-- TASK STATEMENT --
All lines from the one containing "#[argh(switch)]" to the end of the material are to be given again exactly; leave out every line before it.
■ ■ ■
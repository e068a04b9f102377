//! `awtrix-weather generate`: interactive config builder.

use argh::FromArgs;
use std::path::Path;

use crate::generator::{write_output, GeneratorError, ScriptGenerator};

/// Interactively build a configuration file for `awtrix-weather run`
#[derive(FromArgs, Debug)]
#[argh(subcommand, name = "generate")]
pub struct GenerateCommand {
    /// output file (default: awtrix-weather.yaml)
    #[argh(option, short = 'o', default = "String::from(\"awtrix-weather.yaml\")")]
    pub output: String,

    /// overwrite the output file if it exists
    #[argh(switch)]
    pub force: bool,
}

impl GenerateCommand {
    pub fn run(&self) -> Result<(), GeneratorError> {
        let path = Path::new(&self.output);
        // Fail before the session rather than after all the typing.
        if path.exists() && !self.force {
            return Err(GeneratorError::OutputExists(self.output.clone()));
        }

        let mut generator = ScriptGenerator::new(std::io::stdin().lock(), std::io::stdout());
        let rendered = generator.generate()?;
        write_output(path, &rendered, self.force)?;

        println!("\nSuccessfully generated '{}'!", path.display());
        println!("Start publishing with:");
        println!("    awtrix-weather run -c {}", path.display());
        println!("Please review the file to ensure all settings are correct.");
        Ok(())
    }
}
■ ■ ■
-- ANSWER --
    #[argh(switch)]
    pub force: bool,
}

impl GenerateCommand {
    pub fn run(&self) -> Result<(), GeneratorError> {
        let path = Path::new(&self.output);
        // Fail before the session rather than after all the typing.
        if path.exists() && !self.force {
            return Err(GeneratorError::OutputExists(self.output.clone()));
        }

        let mut generator = ScriptGenerator::new(std::io::stdin().lock(), std::io::stdout());
        let rendered = generator.generate()?;
        write_output(path, &rendered, self.force)?;

        println!("\nSuccessfully generated '{}'!", path.display());
        println!("Start publishing with:");
        println!("    awtrix-weather run -c {}", path.display());
        println!("Please review the file to ensure all settings are correct.");
        Ok(())
    }
}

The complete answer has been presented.